Project: Romeo and Juliet
Client: Sandra Eikelenboom, head of marketing, Dutch National Ballet
Brief: Raise awareness for the new production of Romeo and Juliet
Creative agency: ADK Europe, Amsterdam
Writers/art directors: Kriss Spape, Stella Geurtsen, Joeri Rodenburg,
Rodger Beekman
Planner: Rob Findlay
Media agency: n/a
Photographer: Andre Bouwman
Exposure: Outdoor projections, posters, national newspapers, magazines


The Dutch National Ballet has adopted a novel advertising approach in an effort to generate interest in its latest production, Romeo and Juliet.

Night-time movie projections, spoof "missing person" posters and phone hotlines have all been used to bring the love story up to date.

The Amsterdam-based agency ADK Europe devised the initiative, which includes posters, featuring a picture of either Romeo or Juliet, alongside a message imploring the other to get in touch via a hotline number.

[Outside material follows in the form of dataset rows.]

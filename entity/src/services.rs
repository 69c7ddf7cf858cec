use crate::Id;
use sea_orm::entity::prelude::*;
use serde::{Deserialize, Serialize};
use utoipa::ToSchema;

/// A bookable treatment offered by a tenant, e.g. a haircut or a facial.
#[derive(Clone, Debug, PartialEq, DeriveEntityModel, Eq, ToSchema, Serialize, Deserialize)]
#[schema(as = domain::services::Model)] // OpenAPI schema
#[sea_orm(schema_name = "glowdesk_platform", table_name = "services")]
pub struct Model {
    #[serde(skip_deserializing)]
    #[sea_orm(primary_key)]
    pub id: Id,
    pub tenant_id: Id,
    pub name: String,
    pub description: Option<String>,
    pub duration_minutes: i32,
    pub price_cents: i64,
    #[serde(skip_deserializing)]
    #[schema(value_type = String, format = DateTime)] // Applies to OpenAPI schema
    pub created_at: DateTimeWithTimeZone,
    #[serde(skip_deserializing)]
    #[schema(value_type = String, format = DateTime)] // Applies to OpenAPI schema
    pub updated_at: DateTimeWithTimeZone,
}

#[derive(Copy, Clone, Debug, EnumIter, DeriveRelation)]
pub enum Relation {
    #[sea_orm(
        belongs_to = "super::tenants::Entity",
        from = "Column::TenantId",
        to = "super::tenants::Column::Id",
        on_update = "NoAction",
        on_delete = "Cascade"
    )]
    Tenants,
    #[sea_orm(has_many = "super::appointments::Entity")]
    Appointments,
    #[sea_orm(has_many = "super::waitlist_entries::Entity")]
    WaitlistEntries,
}

impl ActiveModelBehavior for ActiveModel {}

impl Related<super::tenants::Entity> for Entity {
    fn to() -> RelationDef {
        Relation::Tenants.def()
    }
}

impl Related<super::appointments::Entity> for Entity {
    fn to() -> RelationDef {
        Relation::Appointments.def()
    }
}

impl Related<super::waitlist_entries::Entity> for Entity {
    fn to() -> RelationDef {
        Relation::WaitlistEntries.def()
    }
}
use super::error::{EntityApiErrorKind, Error};
use crate::service::Entity;
use chrono::Utc;
use entity::services::*;
use entity::Id;
use sea_orm::{
    entity::prelude::*, ActiveValue::Set, ActiveValue::Unchanged, DatabaseConnection, QueryOrder,
    TryIntoModel,
};

pub async fn create(db: &DatabaseConnection, service_model: Model) -> Result<Model, Error> {
    let now = Utc::now();

    let service_active_model: ActiveModel = ActiveModel {
        tenant_id: Set(service_model.tenant_id),
        name: Set(service_model.name),
        description: Set(service_model.description),
        duration_minutes: Set(service_model.duration_minutes),
        price_cents: Set(service_model.price_cents),
        created_at: Set(now.into()),
        updated_at: Set(now.into()),
        ..Default::default()
    };

    Ok(service_active_model.insert(db).await?)
}

pub async fn update(db: &DatabaseConnection, id: Id, model: Model) -> Result<Model, Error> {
    let service = find_by_id(db, id).await?;

    let active_model: ActiveModel = ActiveModel {
        id: Unchanged(service.id),
        tenant_id: Unchanged(service.tenant_id),
        name: Set(model.name),
        description: Set(model.description),
        duration_minutes: Set(model.duration_minutes),
        price_cents: Set(model.price_cents),
        created_at: Unchanged(service.created_at),
        updated_at: Set(Utc::now().into()),
    };
    Ok(active_model.update(db).await?.try_into_model()?)
}

pub async fn delete_by_id(db: &DatabaseConnection, id: Id) -> Result<(), Error> {
    let service_model = find_by_id(db, id).await?;
    service_model.delete(db).await?;
    Ok(())
}

pub async fn find_by_id(db: &DatabaseConnection, id: Id) -> Result<Model, Error> {
    Entity::find_by_id(id).one(db).await?.ok_or_else(|| Error {
        source: None,
        error_kind: EntityApiErrorKind::RecordNotFound,
    })
}

pub async fn find_by_tenant(db: &DatabaseConnection, tenant_id: Id) -> Result<Vec<Model>, Error> {
    Ok(Entity::find()
        .filter(Column::TenantId.eq(tenant_id))
        .order_by_asc(Column::Name)
        .all(db)
        .await?)
}
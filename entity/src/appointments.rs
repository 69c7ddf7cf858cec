use crate::appointment_status::AppointmentStatus;
use crate::customer_response::CustomerResponse;
use crate::Id;
use sea_orm::entity::prelude::*;
use serde::{Deserialize, Serialize};
use utoipa::ToSchema;

#[derive(Clone, Debug, PartialEq, DeriveEntityModel, Eq, ToSchema, Serialize, Deserialize)]
#[schema(as = domain::appointments::Model)] // OpenAPI schema
#[sea_orm(schema_name = "glowdesk_platform", table_name = "appointments")]
pub struct Model {
    #[serde(skip_deserializing)]
    #[sea_orm(primary_key)]
    pub id: Id,
    pub tenant_id: Id,
    pub customer_id: Id,
    pub service_id: Id,
    pub employee_id: Option<Id>,
    #[schema(value_type = String, format = DateTime)] // Applies to OpenAPI schema
    pub starts_at: DateTimeWithTimeZone,
    #[serde(default)]
    #[schema(value_type = Option<String>, format = DateTime)] // Applies to OpenAPI schema
    pub ends_at: Option<DateTimeWithTimeZone>,
    #[serde(skip_deserializing)]
    pub status: AppointmentStatus,
    #[serde(skip_deserializing)]
    pub customer_response: CustomerResponse,
    /// Opaque token mailed to the customer; grants confirm/decline access
    /// without a session.
    #[serde(skip_deserializing)]
    #[sea_orm(unique)]
    pub confirmation_token: Id,
    #[serde(skip_deserializing)]
    #[schema(value_type = Option<String>, format = DateTime)] // Applies to OpenAPI schema
    pub confirmed_at: Option<DateTimeWithTimeZone>,
    #[serde(skip_deserializing)]
    #[schema(value_type = String, format = DateTime)] // Applies to OpenAPI schema
    pub created_at: DateTimeWithTimeZone,
    #[serde(skip_deserializing)]
    #[schema(value_type = String, format = DateTime)] // Applies to OpenAPI schema
    pub updated_at: DateTimeWithTimeZone,
}

#[derive(Copy, Clone, Debug, EnumIter, DeriveRelation)]
pub enum Relation {
    #[sea_orm(
        belongs_to = "super::tenants::Entity",
        from = "Column::TenantId",
        to = "super::tenants::Column::Id",
        on_update = "NoAction",
        on_delete = "Cascade"
    )]
    Tenants,
    #[sea_orm(
        belongs_to = "super::customers::Entity",
        from = "Column::CustomerId",
        to = "super::customers::Column::Id",
        on_update = "NoAction",
        on_delete = "Cascade"
    )]
    Customers,
    #[sea_orm(
        belongs_to = "super::services::Entity",
        from = "Column::ServiceId",
        to = "super::services::Column::Id",
        on_update = "NoAction",
        on_delete = "NoAction"
    )]
    Services,
    #[sea_orm(
        belongs_to = "super::employees::Entity",
        from = "Column::EmployeeId",
        to = "super::employees::Column::Id",
        on_update = "NoAction",
        on_delete = "SetNull"
    )]
    Employees,
}

impl ActiveModelBehavior for ActiveModel {}

impl Related<super::tenants::Entity> for Entity {
    fn to() -> RelationDef {
        Relation::Tenants.def()
    }
}

impl Related<super::customers::Entity> for Entity {
    fn to() -> RelationDef {
        Relation::Customers.def()
    }
}

impl Related<super::services::Entity> for Entity {
    fn to() -> RelationDef {
        Relation::Services.def()
    }
}

impl Related<super::employees::Entity> for Entity {
    fn to() -> RelationDef {
        Relation::Employees.def()
    }
}
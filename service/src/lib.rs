use config::Config;
use log::info;
use sea_orm::{ConnectOptions, Database, DatabaseConnection, DbErr};
use std::sync::Arc;
use tokio::time::Duration;

pub mod config;
pub mod logging;

pub async fn init_database(config: &Config) -> Result<DatabaseConnection, DbErr> {
    info!(
        "Database pool config: max_connections={}, min_connections={}, \
         connect_timeout={}s, acquire_timeout={}s, idle_timeout={}s, max_lifetime={}s",
        config.db_max_connections,
        config.db_min_connections,
        config.db_connect_timeout_secs,
        config.db_acquire_timeout_secs,
        config.db_idle_timeout_secs,
        config.db_max_lifetime_secs,
    );

    let mut opt = ConnectOptions::new::<&str>(config.database_url());
    opt.max_connections(config.db_max_connections)
        .min_connections(config.db_min_connections)
        .connect_timeout(Duration::from_secs(config.db_connect_timeout_secs))
        .acquire_timeout(Duration::from_secs(config.db_acquire_timeout_secs))
        .idle_timeout(Duration::from_secs(config.db_idle_timeout_secs))
        .max_lifetime(Duration::from_secs(config.db_max_lifetime_secs))
        .sqlx_logging(true)
        .sqlx_logging_level(log::LevelFilter::Info)
        .set_schema_search_path("glowdesk_platform"); // Setting default PostgreSQL schema

    let db = Database::connect(opt).await?;

    Ok(db)
}

// Service-level state containing only infrastructure concerns
// Needs to implement Clone to be able to be passed into Router as State
#[derive(Clone)]
pub struct AppState {
    pub database_connection: Arc<DatabaseConnection>,
    pub config: Config,
}

impl AppState {
    pub fn new(app_config: Config, db: &Arc<DatabaseConnection>) -> Self {
        Self {
            database_connection: Arc::clone(db),
            config: app_config,
        }
    }

    pub fn db_conn_ref(&self) -> &DatabaseConnection {
        self.database_connection.as_ref()
    }

    pub fn set_db_conn(&mut self, db: DatabaseConnection) {
        self.database_connection = Arc::new(db);
    }
}
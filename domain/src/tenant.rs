use crate::error::Error;
use crate::tenants::Model;
use crate::Id;
use entity_api::tenant;
use log::*;
use sea_orm::DatabaseConnection;

pub use entity_api::tenant::{create, delete_by_id, find_all, find_by_id, update};

/// Resolves a human-readable slug fragment to a single tenant.
///
/// An exact slug match always wins. Failing that, the first tenant whose slug
/// starts with the fragment is taken; `find_all` returns tenants ordered by
/// slug, so an ambiguous fragment resolves to the lexicographically first
/// candidate rather than an arbitrary one.
pub async fn resolve(db: &DatabaseConnection, fragment: &str) -> Result<Option<Model>, Error> {
    let needle = fragment.trim().to_lowercase();
    if needle.is_empty() {
        return Ok(None);
    }

    if let Some(tenant) = tenant::find_by_slug(db, &needle).await? {
        return Ok(Some(tenant));
    }

    let tenants = tenant::find_all(db).await?;
    let resolved = match_slug(&tenants, fragment).cloned();

    if resolved.is_none() {
        debug!("No tenant resolved for slug fragment: {:?}", fragment);
    }

    Ok(resolved)
}

/// Resolves a tenant from an id or a slug fragment, preferring the id when
/// both are supplied.
pub async fn resolve_reference(
    db: &DatabaseConnection,
    tenant_id: Option<Id>,
    tenant_slug: Option<&str>,
) -> Result<Option<Model>, Error> {
    if let Some(id) = tenant_id {
        return match tenant::find_by_id(db, id).await {
            Ok(tenant) => Ok(Some(tenant)),
            Err(err)
                if err.error_kind == entity_api::error::EntityApiErrorKind::RecordNotFound =>
            {
                Ok(None)
            }
            Err(err) => Err(err.into()),
        };
    }

    match tenant_slug {
        Some(slug) => resolve(db, slug).await,
        None => Ok(None),
    }
}

/// Case-insensitive slug matching over an already-sorted tenant directory.
pub fn match_slug<'a>(tenants: &'a [Model], fragment: &str) -> Option<&'a Model> {
    let needle = fragment.trim().to_lowercase();
    if needle.is_empty() {
        return None;
    }

    tenants
        .iter()
        .find(|tenant| tenant.slug == needle)
        .or_else(|| tenants.iter().find(|tenant| tenant.slug.starts_with(&needle)))
}

#[cfg(test)]
mod tests {
    use super::*;
    use chrono::Utc;

    fn tenant_with_slug(slug: &str) -> Model {
        let now = Utc::now();
        Model {
            id: Id::new_v4(),
            name: slug.to_owned(),
            slug: slug.to_owned(),
            contact_email: None,
            contact_phone: None,
            logo: None,
            created_at: now.into(),
            updated_at: now.into(),
        }
    }

    #[test]
    fn match_slug_prefers_exact_match_over_prefix() {
        let tenants = vec![tenant_with_slug("acme-clinic"), tenant_with_slug("acme")];

        let matched = match_slug(&tenants, "acme").unwrap();

        assert_eq!(matched.slug, "acme");
    }

    #[test]
    fn match_slug_falls_back_to_prefix_match() {
        let tenants = vec![tenant_with_slug("acme-clinic"), tenant_with_slug("glow-co")];

        let matched = match_slug(&tenants, "acme").unwrap();

        assert_eq!(matched.slug, "acme-clinic");
    }

    #[test]
    fn match_slug_is_case_insensitive() {
        let tenants = vec![tenant_with_slug("glow-co")];

        assert!(match_slug(&tenants, "GLOW").is_some());
    }

    #[test]
    fn match_slug_takes_first_candidate_for_ambiguous_prefix() {
        // The directory arrives sorted by slug, so "acme-aesthetics" is the
        // deterministic winner.
        let tenants = vec![
            tenant_with_slug("acme-aesthetics"),
            tenant_with_slug("acme-clinic"),
        ];

        let matched = match_slug(&tenants, "acme").unwrap();

        assert_eq!(matched.slug, "acme-aesthetics");
    }

    #[test]
    fn match_slug_returns_none_for_no_match_or_empty_fragment() {
        let tenants = vec![tenant_with_slug("glow-co")];

        assert!(match_slug(&tenants, "acme").is_none());
        assert!(match_slug(&tenants, "").is_none());
        assert!(match_slug(&tenants, "   ").is_none());
    }
}
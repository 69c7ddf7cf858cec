use sea_orm_migration::prelude::*;

#[derive(DeriveMigrationName)]
pub struct Migration;

#[async_trait::async_trait]
impl MigrationTrait for Migration {
    async fn up(&self, manager: &SchemaManager) -> Result<(), DbErr> {
        // Create the platform's schema
        manager
            .get_connection()
            .execute_unprepared("CREATE SCHEMA IF NOT EXISTS glowdesk_platform;")
            .await?;

        manager
            .get_connection()
            .execute_unprepared("SET search_path TO glowdesk_platform, public;")
            .await?;

        // Grant the base DB user that executes all platform queries its privileges
        manager
            .get_connection()
            .execute_unprepared(
                r#"
                DO $$ BEGIN
                    GRANT ALL PRIVILEGES ON DATABASE glowdesk TO glowdesk;
                    GRANT ALL ON SCHEMA glowdesk_platform TO glowdesk;

                    ALTER DEFAULT PRIVILEGES IN SCHEMA glowdesk_platform GRANT ALL ON TABLES TO glowdesk;
                    ALTER DEFAULT PRIVILEGES IN SCHEMA glowdesk_platform GRANT ALL ON SEQUENCES TO glowdesk;
                    ALTER DEFAULT PRIVILEGES IN SCHEMA glowdesk_platform GRANT ALL ON FUNCTIONS TO glowdesk;
                END $$;
            "#,
            )
            .await?;

        Ok(())
    }

    async fn down(&self, manager: &SchemaManager) -> Result<(), DbErr> {
        // Revoke default privileges first
        manager
            .get_connection()
            .execute_unprepared(
                r#"
                DO $$ BEGIN
                    ALTER DEFAULT PRIVILEGES IN SCHEMA glowdesk_platform REVOKE ALL ON FUNCTIONS FROM glowdesk;
                    ALTER DEFAULT PRIVILEGES IN SCHEMA glowdesk_platform REVOKE ALL ON SEQUENCES FROM glowdesk;
                    ALTER DEFAULT PRIVILEGES IN SCHEMA glowdesk_platform REVOKE ALL ON TABLES FROM glowdesk;
                    REVOKE ALL ON SCHEMA glowdesk_platform FROM glowdesk;
                    REVOKE ALL PRIVILEGES ON DATABASE glowdesk FROM glowdesk;
                END $$;
            "#,
            )
            .await?;

        // Drop the schema (CASCADE will remove all objects in it)
        manager
            .get_connection()
            .execute_unprepared("DROP SCHEMA IF EXISTS glowdesk_platform CASCADE;")
            .await?;

        Ok(())
    }
}
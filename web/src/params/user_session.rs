use serde::Deserialize;
use utoipa::IntoParams;

#[derive(Debug, Deserialize, IntoParams)]
pub(crate) struct LogoutParams {
    /// Where to send the browser after the session is destroyed.
    pub(crate) return_to: Option<String>,
}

Callers to the number hear a message from one of the distraught lovers and are directed towards the ballet company's website and the chance to win free tickets.

Project: Free will
Client: Las Vegas Convention and Visitors Authority
Brief: Create buzz and excitement about Las Vegas, and reinforce its
brand positioning, drive web traffic, build its database and boost hotel
Creative agency: R&R Partners
Writer: Tony Marin
Art director: Glen Scott
Media agency: R&R Partners
Media planner: Dave Kersey
Production company: Hungry Man
Director: David Shane
Editor: Tiffany Burchard
Post-production: Filmcore
Audio Post-production: Pete Mayor, Vendetta Post
Exposure: National TV, cinema


Las Vegas is running a new round of risque advertising to assure would-be visitors to the world's gambling capital that "what happens here, stays here".

Having recently run a campaign directed at the gay community, the new campaign extends the idea of unashamed self-indulgence with a national TV campaign featuring a man visiting the city with his friend, the Devil.

Sporting horns and a bright red suit, the girl-chasing Devil is soon leading his sidekick into temptation. The final straw comes when he spots an angel sipping Champagne, surrounded by a bevy of women.

The campaign was created by R&R Partners on behalf of the Las Vegas Convention and Visitors Authority.

The body was formed to promote Las Vegas via a room tax on all hotels in the area. Last year, the city attracted about 40 million visitors.